The Straits Times Index ended the week of June 16-21 at 3,308, up 11 points week-on-week. The consolidation of the past 13 days, comprised mainly of black candles punctuated by a couple of dojis, has not quite run its course. Directional movement indicators are neutral, with ADX at 12 and falling.
The lower the ADX level, the more likely the index may drift. And, since the DIs are neutral, the index would most probably drift sideways, within a relatively narrow range.
Support has been established at around 3,300. This coupled with the rising 50-day moving average at 3,286 may be sufficient to limit declines. If the 3,300 level holds, the eventual upside of 3,450 remains valid.
The 10-year US Treasury Yield chart continues to look like it may ease. Although the 4.20% support level has held, the 10-year yield is hovering slightly above this level at 4.23%. The yield’s quarterly momentum appears poised to break below its equilibrium line.

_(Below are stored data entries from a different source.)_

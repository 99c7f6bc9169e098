//! Royalty-aware payment splitting.
//!
//! A fill's gross amount splits three ways: royalty recipients (up to the
//! applied basis-point budget), the settlement-token counterparty (the
//! rest), and the treasury (scaling dust and shares routed to the zero
//! address). Conservation holds by construction:
//! `gross == counterparty + Σ royalties + treasury_remainder`.

use curio_types::{RoyaltyShare, constants};
use rust_decimal::{Decimal, RoundingStrategy};

/// Outcome of splitting one fill's gross settlement amount.
#[derive(Debug, Clone, PartialEq, Eq)]
pub struct PaymentSplit {
    /// What the settlement-token receiver keeps.
    pub counterparty: Decimal,
    /// Royalty payouts, zero-amount shares removed.
    pub royalties: Vec<RoyaltyShare>,
    /// Unrouted remainder accrued to treasury.
    pub treasury_remainder: Decimal,
}

/// Split `gross` between the counterparty, royalty recipients, and the
/// treasury.
///
/// The applied factor is `min(order_bps, cap_bps)`; raw registry shares are
/// paid in full when they fit the budget `gross × applied / 10_000`, and
/// scaled down proportionally when they exceed it. Shares addressed to the
/// zero address are unroutable and accrue to treasury instead.
#[must_use]
pub fn split_payment(
    gross: Decimal,
    order_bps: u16,
    cap_bps: u16,
    raw_shares: &[RoyaltyShare],
) -> PaymentSplit {
    let applied = u32::from(order_bps.min(cap_bps));
    let budget = gross * Decimal::from(applied)
        / Decimal::from(constants::ROYALTY_DENOMINATOR_BPS);

    let total_raw: Decimal = raw_shares.iter().map(|s| s.amount).sum();
    if budget <= Decimal::ZERO || total_raw <= Decimal::ZERO {
        return PaymentSplit {
            counterparty: gross,
            royalties: Vec::new(),
            treasury_remainder: Decimal::ZERO,
        };
    }

    // Withheld from the counterparty: the raw total, capped at the budget.
    let withheld = total_raw.min(budget);
    let scale = withheld / total_raw;

    let mut royalties = Vec::with_capacity(raw_shares.len());
    let mut routed = Decimal::ZERO;
    for share in raw_shares {
        let amount = (share.amount * scale)
            .round_dp_with_strategy(constants::AMOUNT_SCALE, RoundingStrategy::ToZero);
        if amount.is_zero() {
            continue;
        }
        if share.recipient.is_zero() {
            // Unroutable; falls through to the treasury remainder.
            continue;
        }
        routed += amount;
        royalties.push(RoyaltyShare {
            recipient: share.recipient,
            amount,
        });
    }

    PaymentSplit {
        counterparty: gross - withheld,
        royalties,
        treasury_remainder: withheld - routed,
    }
}

impl PaymentSplit {
    #[must_use]
    pub fn royalty_total(&self) -> Decimal {
        self.royalties.iter().map(|r| r.amount).sum()
    }

    /// Total gross this split accounts for.
    #[must_use]
    pub fn total(&self) -> Decimal {
        self.counterparty + self.royalty_total() + self.treasury_remainder
    }
}
//! TOML configuration parsing and validation.

use std::path::{Path, PathBuf};
use std::str::FromStr;

use anyhow::{Context, Result};
use serde::Deserialize;

use quarry_core::retrieve::RetrievalParams;
use quarry_core::vector::Metric;

#[derive(Debug, Deserialize, Clone)]
pub struct Config {
    #[serde(default)]
    pub store: StoreConfig,
    #[serde(default)]
    pub chunking: ChunkingConfig,
    #[serde(default)]
    pub retrieval: RetrievalConfig,
    #[serde(default)]
    pub embedding: EmbeddingConfig,
    #[serde(default)]
    pub index: IndexConfig,
}

#[derive(Debug, Deserialize, Clone)]
pub struct StoreConfig {
    /// `"memory"` or `"sqlite"`.
    #[serde(default = "default_backend")]
    pub backend: String,
    /// Database file path; required for the sqlite backend.
    #[serde(default)]
    pub path: Option<PathBuf>,
    /// Similarity metric: `cosine`, `euclidean`, or `dot`.
    #[serde(default = "default_metric")]
    pub metric: String,
}

impl Default for StoreConfig {
    fn default() -> Self {
        Self {
            backend: default_backend(),
            path: None,
            metric: default_metric(),
        }
    }
}

fn default_backend() -> String {
    "memory".to_string()
}
fn default_metric() -> String {
    "cosine".to_string()
}

impl StoreConfig {
    pub fn metric(&self) -> Result<Metric> {
        Metric::from_str(&self.metric).map_err(Into::into)
    }
}

#[derive(Debug, Deserialize, Clone)]
pub struct ChunkingConfig {
    #[serde(default = "default_max_chars")]
    pub max_chars: usize,
    #[serde(default = "default_overlap")]
    pub overlap: usize,
}

impl Default for ChunkingConfig {
    fn default() -> Self {
        Self {
            max_chars: default_max_chars(),
            overlap: default_overlap(),
        }
    }
}

fn default_max_chars() -> usize {
    2000
}
fn default_overlap() -> usize {
    200
}

#[derive(Debug, Deserialize, Clone)]
pub struct RetrievalConfig {
    #[serde(default = "default_max_sources")]
    pub max_sources: usize,
    #[serde(default = "default_per_term_limit")]
    pub per_term_limit: usize,
    #[serde(default = "default_max_expansion_terms")]
    pub max_expansion_terms: usize,
}

impl Default for RetrievalConfig {
    fn default() -> Self {
        Self {
            max_sources: default_max_sources(),
            per_term_limit: default_per_term_limit(),
            max_expansion_terms: default_max_expansion_terms(),
        }
    }
}

fn default_max_sources() -> usize {
    8
}
fn default_per_term_limit() -> usize {
    10
}
fn default_max_expansion_terms() -> usize {
    4
}

impl RetrievalConfig {
    pub fn params(&self) -> RetrievalParams {
        RetrievalParams {
            max_expansion_terms: self.max_expansion_terms,
            per_term_limit: self.per_term_limit,
            max_sources: self.max_sources,
        }
    }
}

#[derive(Debug, Deserialize, Clone)]
pub struct EmbeddingConfig {
    /// `"disabled"` or `"openai"` (any OpenAI-compatible API).
    #[serde(default = "default_provider")]
    pub provider: String,
    #[serde(default)]
    pub model: Option<String>,
    #[serde(default)]
    pub dims: Option<usize>,
    /// Chat model used for query expansion and answer synthesis.
    #[serde(default)]
    pub chat_model: Option<String>,
    #[serde(default = "default_api_base")]
    pub api_base: String,
    #[serde(default = "default_batch_size")]
    pub batch_size: usize,
    #[serde(default = "default_max_retries")]
    pub max_retries: u32,
    #[serde(default = "default_timeout_secs")]
    pub timeout_secs: u64,
}

impl Default for EmbeddingConfig {
    fn default() -> Self {
        Self {
            provider: default_provider(),
            model: None,
            dims: None,
            chat_model: None,
            api_base: default_api_base(),
            batch_size: default_batch_size(),
            max_retries: default_max_retries(),
            timeout_secs: default_timeout_secs(),
        }
    }
}

fn default_provider() -> String {
    "disabled".to_string()
}
fn default_api_base() -> String {
    "https://api.openai.com/v1".to_string()
}
fn default_batch_size() -> usize {
    64
}
fn default_max_retries() -> u32 {
    5
}
fn default_timeout_secs() -> u64 {
    30
}

impl EmbeddingConfig {
    pub fn is_enabled(&self) -> bool {
        self.provider != "disabled"
    }
}

#[derive(Debug, Deserialize, Clone)]
pub struct IndexConfig {
    #[serde(default = "default_include_globs")]
    pub include_globs: Vec<String>,
    #[serde(default = "default_exclude_globs")]
    pub exclude_globs: Vec<String>,
}

impl Default for IndexConfig {
    fn default() -> Self {
        Self {
            include_globs: default_include_globs(),
            exclude_globs: default_exclude_globs(),
        }
    }
}

fn default_include_globs() -> Vec<String> {
    ["**/*.rs", "**/*.py", "**/*.ts", "**/*.js", "**/*.go", "**/*.md", "**/*.txt"]
        .map(String::from)
        .to_vec()
}

fn default_exclude_globs() -> Vec<String> {
    ["**/target/**", "**/node_modules/**", "**/.git/**"]
        .map(String::from)
        .to_vec()
}

pub fn load_config(path: &Path) -> Result<Config> {
    let content = std::fs::read_to_string(path)
        .with_context(|| format!("Failed to read config file: {}", path.display()))?;

    let config: Config = toml::from_str(&content).with_context(|| "Failed to parse config file")?;

    // Validate store
    match config.store.backend.as_str() {
        "memory" => {}
        "sqlite" => {
            if config.store.path.is_none() {
                anyhow::bail!("store.path is required when store.backend is 'sqlite'");
            }
        }
        other => anyhow::bail!("Unknown store backend: '{}'. Use memory or sqlite.", other),
    }
    config
        .store
        .metric()
        .with_context(|| "Invalid store.metric")?;

    // Validate chunking
    if config.chunking.max_chars == 0 {
        anyhow::bail!("chunking.max_chars must be > 0");
    }
    if config.chunking.overlap >= config.chunking.max_chars {
        anyhow::bail!("chunking.overlap must be smaller than chunking.max_chars");
    }

    // Validate retrieval
    if config.retrieval.max_sources < 1 {
        anyhow::bail!("retrieval.max_sources must be >= 1");
    }
    if config.retrieval.per_term_limit < 1 {
        anyhow::bail!("retrieval.per_term_limit must be >= 1");
    }

    // Validate embedding
    match config.embedding.provider.as_str() {
        "disabled" | "openai" => {}
        other => anyhow::bail!(
            "Unknown embedding provider: '{}'. Must be disabled or openai.",
            other
        ),
    }
    if config.embedding.is_enabled() {
        if config.embedding.batch_size < 1 {
            anyhow::bail!("embedding.batch_size must be >= 1");
        }
        if config.embedding.model.is_none() {
            anyhow::bail!(
                "embedding.model must be specified when provider is '{}'",
                config.embedding.provider
            );
        }
        if config.embedding.dims.is_none() || config.embedding.dims == Some(0) {
            anyhow::bail!(
                "embedding.dims must be > 0 when provider is '{}'",
                config.embedding.provider
            );
        }
    }

    Ok(config)
}

#[cfg(test)]
mod tests {
    use super::*;
    use std::io::Write;

    fn write_config(content: &str) -> tempfile::NamedTempFile {
        let mut f = tempfile::NamedTempFile::new().unwrap();
        f.write_all(content.as_bytes()).unwrap();
        f
    }

    #[test]
    fn test_defaults() {
        let f = write_config("");
        let cfg = load_config(f.path()).unwrap();
        assert_eq!(cfg.store.backend, "memory");
        assert_eq!(cfg.chunking.max_chars, 2000);
        assert!(!cfg.embedding.is_enabled());
    }

    #[test]
    fn test_sqlite_requires_path() {
        let f = write_config("[store]\nbackend = \"sqlite\"\n");
        let err = load_config(f.path()).unwrap_err();
        assert!(err.to_string().contains("store.path"));
    }

    #[test]
    fn test_unknown_metric_rejected() {
        let f = write_config("[store]\nmetric = \"manhattan\"\n");
        assert!(load_config(f.path()).is_err());
    }

    #[test]
    fn test_overlap_must_be_below_max_chars() {
        let f = write_config("[chunking]\nmax_chars = 100\noverlap = 100\n");
        let err = load_config(f.path()).unwrap_err();
        assert!(err.to_string().contains("overlap"));
    }

    #[test]
    fn test_enabled_embedding_requires_model_and_dims() {
        let f = write_config("[embedding]\nprovider = \"openai\"\n");
        assert!(load_config(f.path()).is_err());

        let f = write_config(
            "[embedding]\nprovider = \"openai\"\nmodel = \"text-embedding-3-small\"\ndims = 1536\n",
        );
        let cfg = load_config(f.path()).unwrap();
        assert!(cfg.embedding.is_enabled());
    }
}
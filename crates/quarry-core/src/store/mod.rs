//! Storage abstraction for Quarry.
//!
//! The [`DocumentStore`] trait defines all storage operations the retrieval
//! pipeline needs, enabling pluggable backends (in-memory, SQLite, remote
//! search services). Implementations must be `Send + Sync` to work with
//! async runtimes; the in-memory backend returns immediately-ready futures.
//!
//! The lexical scoring and metadata filtering helpers live here so every
//! backend satisfies the contract with identical semantics.
//!
//! # Operations
//!
//! | Method | Purpose |
//! |--------|---------|
//! | [`initialize`](DocumentStore::initialize) | Open/attach a collection (idempotent) |
//! | [`add_document`](DocumentStore::add_document) | Upsert a document by id |
//! | [`add_documents`](DocumentStore::add_documents) | Upsert a batch in one round trip |
//! | [`store_vector`](DocumentStore::store_vector) | Upsert a document with an embedding |
//! | [`get`](DocumentStore::get) | Fetch a document by id |
//! | [`search`](DocumentStore::search) | Lexical search with optional metadata filter |
//! | [`search_by_vector`](DocumentStore::search_by_vector) | Similarity search over stored vectors |
//! | [`delete`](DocumentStore::delete) / [`delete_many`](DocumentStore::delete_many) / [`clear`](DocumentStore::clear) | Idempotent removal |
//! | [`count`](DocumentStore::count) | Number of live documents |

pub mod memory;

use std::collections::HashSet;

use async_trait::async_trait;

use crate::error::StoreError;
use crate::models::{Document, Metadata, SearchResult};

/// Abstract document/vector store.
///
/// Every operation other than `initialize` fails with
/// [`StoreError::NotInitialized`] until `initialize` has completed.
/// Upserts are full overwrites: concurrent writes to the same id race and
/// the last write to complete wins.
#[async_trait]
pub trait DocumentStore: Send + Sync {
    /// Open or attach the named collection. Idempotent: calling again with
    /// the same or a different name must not error. Remote backends may
    /// treat this as a connection handshake.
    async fn initialize(&self, collection: &str) -> Result<(), StoreError>;

    /// Insert or overwrite a document by id. Drops any stored vector.
    async fn add_document(
        &self,
        id: &str,
        content: &str,
        metadata: Metadata,
    ) -> Result<(), StoreError>;

    /// Upsert a batch of documents. For remote backends this must cost one
    /// round trip per batch, not per document. The reference backend applies
    /// documents one at a time with no rollback.
    async fn add_documents(&self, batch: Vec<Document>) -> Result<(), StoreError>;

    /// Like [`add_document`](Self::add_document) but stores an embedding
    /// vector. Fails with [`StoreError::InvalidVector`] (no partial write)
    /// unless the vector is non-empty and fully finite.
    async fn store_vector(
        &self,
        id: &str,
        vector: Vec<f32>,
        content: &str,
        metadata: Metadata,
    ) -> Result<(), StoreError>;

    /// Fetch a document by id.
    async fn get(&self, id: &str) -> Result<Option<Document>, StoreError>;

    /// Lexical relevance search over content. `filter` is an exact-match AND
    /// over metadata keys: a document matches only if every filter key is
    /// present with an equal value. Returns at most `limit` results sorted by
    /// descending score, ties broken by insertion order.
    async fn search(
        &self,
        query: &str,
        limit: usize,
        filter: Option<&Metadata>,
    ) -> Result<Vec<SearchResult>, StoreError>;

    /// Similarity search against every document that has a vector, scored
    /// with the backend's configured metric. Fails with
    /// [`StoreError::InvalidQueryVector`] for an invalid query vector.
    /// Same sort contract as [`search`](Self::search).
    async fn search_by_vector(
        &self,
        query_vector: &[f32],
        limit: usize,
    ) -> Result<Vec<SearchResult>, StoreError>;

    /// Remove a document. Deleting a non-existent id is not an error.
    async fn delete(&self, id: &str) -> Result<(), StoreError>;

    /// Remove several documents. Idempotent, like [`delete`](Self::delete).
    async fn delete_many(&self, ids: &[String]) -> Result<(), StoreError>;

    /// Remove every document.
    async fn clear(&self) -> Result<(), StoreError>;

    /// Number of currently stored documents.
    async fn count(&self) -> Result<usize, StoreError>;
}

/// Reference lexical score: the count of query tokens present among the
/// content tokens, divided by the larger of the two token counts.
///
/// Tokens are whitespace-separated and compared case-insensitively. This is
/// intentionally crude; it exists to make the store contract testable
/// without an external search engine.
pub fn lexical_score(query: &str, content: &str) -> f32 {
    let query_tokens: Vec<String> = query.split_whitespace().map(str::to_lowercase).collect();
    let content_tokens: Vec<String> = content.split_whitespace().map(str::to_lowercase).collect();
    if query_tokens.is_empty() || content_tokens.is_empty() {
        return 0.0;
    }

    let content_set: HashSet<&str> = content_tokens.iter().map(String::as_str).collect();
    let hits = query_tokens
        .iter()
        .filter(|t| content_set.contains(t.as_str()))
        .count();

    hits as f32 / query_tokens.len().max(content_tokens.len()) as f32
}

/// True iff every filter key is present in `metadata` with an equal value.
pub fn matches_filter(metadata: &Metadata, filter: Option<&Metadata>) -> bool {
    match filter {
        None => true,
        Some(filter) => filter
            .iter()
            .all(|(k, v)| metadata.get(k).is_some_and(|m| m == v)),
    }
}

#[cfg(test)]
mod tests {
    use super::*;
    use crate::models::MetadataValue;

    #[test]
    fn test_lexical_score_full_match() {
        // Both token sets identical: every query token hits, max count equal.
        let score = lexical_score("parse the config", "parse the config");
        assert!((score - 1.0).abs() < 1e-6);
    }

    #[test]
    fn test_lexical_score_case_insensitive() {
        let score = lexical_score("Parse Config", "parse the CONFIG file");
        // 2 hits / max(2, 4)
        assert!((score - 0.5).abs() < 1e-6);
    }

    #[test]
    fn test_lexical_score_no_overlap() {
        assert_eq!(lexical_score("alpha", "beta gamma"), 0.0);
    }

    #[test]
    fn test_lexical_score_empty_sides() {
        assert_eq!(lexical_score("", "content"), 0.0);
        assert_eq!(lexical_score("query", ""), 0.0);
    }

    #[test]
    fn test_matches_filter() {
        let mut meta = Metadata::new();
        meta.insert("lang".into(), "js".into());
        meta.insert("test".into(), false.into());

        let mut filter = Metadata::new();
        filter.insert("lang".into(), "js".into());
        assert!(matches_filter(&meta, Some(&filter)));

        filter.insert("test".into(), MetadataValue::Bool(true));
        assert!(!matches_filter(&meta, Some(&filter)));

        let mut missing = Metadata::new();
        missing.insert("owner".into(), "core".into());
        assert!(!matches_filter(&meta, Some(&missing)));

        assert!(matches_filter(&meta, None));
    }
}
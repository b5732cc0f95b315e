//! Search and answer front end over the core retriever.
//!
//! `search` runs the full expansion + hybrid retrieval pipeline when a
//! provider is configured, and falls back to plain lexical store search
//! when embeddings are disabled. `ask` goes one step further and
//! synthesizes an answer from the retrieved chunks via chat completion.

use anyhow::{Context, Result};
use tracing::debug;

use quarry_core::models::SearchResult;
use quarry_core::retrieve::{confidence_for, retrieve, Retrieval};
use quarry_core::store::DocumentStore;

use crate::config::Config;
use crate::expand::expand_query;
use crate::provider::AiProvider;

const ANSWER_SYSTEM_PROMPT: &str = "You answer questions about a codebase using only the \
    provided source excerpts. Cite the excerpt ids you used. If the excerpts do not contain \
    the answer, say so.";

/// Retrieve ranked sources for `query`.
///
/// With a provider configured this is hybrid retrieval over the expanded
/// query; otherwise it degrades to a single lexical search.
pub async fn search(
    store: &dyn DocumentStore,
    provider: &dyn AiProvider,
    config: &Config,
    query: &str,
) -> Result<Retrieval> {
    if config.embedding.is_enabled() {
        let expansion =
            expand_query(provider, query, config.retrieval.max_expansion_terms).await;
        debug!(
            terms = expansion.expanded_terms.len(),
            "running hybrid retrieval"
        );
        retrieve(store, provider, &expansion, &config.retrieval.params())
            .await
            .context("Retrieval failed")
    } else {
        let results = store
            .search(query, config.retrieval.max_sources, None)
            .await?;
        let confidence = confidence_for(&results);
        Ok(Retrieval {
            results,
            confidence,
            dropped_terms: Vec::new(),
        })
    }
}

/// A synthesized answer plus the retrieval it was grounded on.
pub struct Answer {
    pub text: String,
    pub retrieval: Retrieval,
}

/// Answer `query` from indexed content.
///
/// Requires a configured chat model. An empty retrieval short-circuits
/// without calling the provider.
pub async fn ask(
    store: &dyn DocumentStore,
    provider: &dyn AiProvider,
    config: &Config,
    query: &str,
) -> Result<Answer> {
    let retrieval = search(store, provider, config, query).await?;
    if retrieval.is_empty() {
        return Ok(Answer {
            text: String::new(),
            retrieval,
        });
    }

    let prompt = build_prompt(query, &retrieval.results);
    let text = provider
        .complete(ANSWER_SYSTEM_PROMPT, &prompt)
        .await
        .context("Answer synthesis failed")?;

    Ok(Answer { text, retrieval })
}

/// Assemble the completion prompt: the question followed by the retrieved
/// excerpts in rank order.
fn build_prompt(query: &str, results: &[SearchResult]) -> String {
    let mut prompt = format!("Question: {}\n\nSource excerpts:\n", query);
    for result in results {
        prompt.push_str(&format!("\n[{}]\n{}\n", result.id, result.content));
    }
    prompt
}

#[cfg(test)]
mod tests {
    use super::*;

    use quarry_core::models::Metadata;
    use quarry_core::store::memory::InMemoryStore;
    use quarry_core::vector::Metric;

    use crate::provider::DisabledProvider;

    fn lexical_config() -> Config {
        toml::from_str("").unwrap()
    }

    #[tokio::test]
    async fn test_search_lexical_fallback() {
        let store = InMemoryStore::new(Metric::Cosine);
        store.initialize("test").await.unwrap();
        store
            .add_document("a", "connection pool setup", Metadata::new())
            .await
            .unwrap();
        store
            .add_document("b", "unrelated content", Metadata::new())
            .await
            .unwrap();

        let retrieval = search(&store, &DisabledProvider, &lexical_config(), "connection pool")
            .await
            .unwrap();
        assert_eq!(retrieval.results.len(), 1);
        assert_eq!(retrieval.results[0].id, "a");
        assert!(retrieval.confidence > 0.0);
    }

    #[tokio::test]
    async fn test_search_no_hits_is_zero_confidence() {
        let store = InMemoryStore::new(Metric::Cosine);
        store.initialize("test").await.unwrap();

        let retrieval = search(&store, &DisabledProvider, &lexical_config(), "anything")
            .await
            .unwrap();
        assert!(retrieval.is_empty());
        assert_eq!(retrieval.confidence, 0.0);
    }

    #[tokio::test]
    async fn test_ask_empty_retrieval_skips_provider() {
        let store = InMemoryStore::new(Metric::Cosine);
        store.initialize("test").await.unwrap();

        // DisabledProvider would error if complete were called
        let answer = ask(&store, &DisabledProvider, &lexical_config(), "anything")
            .await
            .unwrap();
        assert!(answer.text.is_empty());
        assert!(answer.retrieval.is_empty());
    }

    #[test]
    fn test_build_prompt_includes_ids_and_content() {
        let results = vec![SearchResult {
            id: "auth.rs#0".to_string(),
            score: 0.9,
            content: "fn check_token() {}".to_string(),
            metadata: Metadata::new(),
        }];
        let prompt = build_prompt("how is auth done", &results);
        assert!(prompt.contains("Question: how is auth done"));
        assert!(prompt.contains("[auth.rs#0]"));
        assert!(prompt.contains("fn check_token() {}"));
    }
}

Additionally, potential weakness could materialise as the 100- and 200-day moving averages have made a negative cross at 4.34%, a level that should be viewed as a resistance area. This weakness may provide the 10-year yield with the potential to break below 4.2% at some point, and that could materialise as we move into 3Q2024.
On the news front, on June 26, the Federal Reserve is set to release the results of stress tests for US banks. The stress test assesses whether US banks are sufficiently capitalised to absorb losses during stressful conditions while meeting obligations to creditors and counterparties, and continuing to be able to lend to households and businesses.
See also: STI steadies despite overbought US markets and rising US risk-free rates
According to UOB Global Economic and Market Research, the test covers 32 lenders with US$100 billion or more in assets.
One of the tests includes a hypothetical scenario comprising a severe global recession with stress in the commercial and residential real estate markets.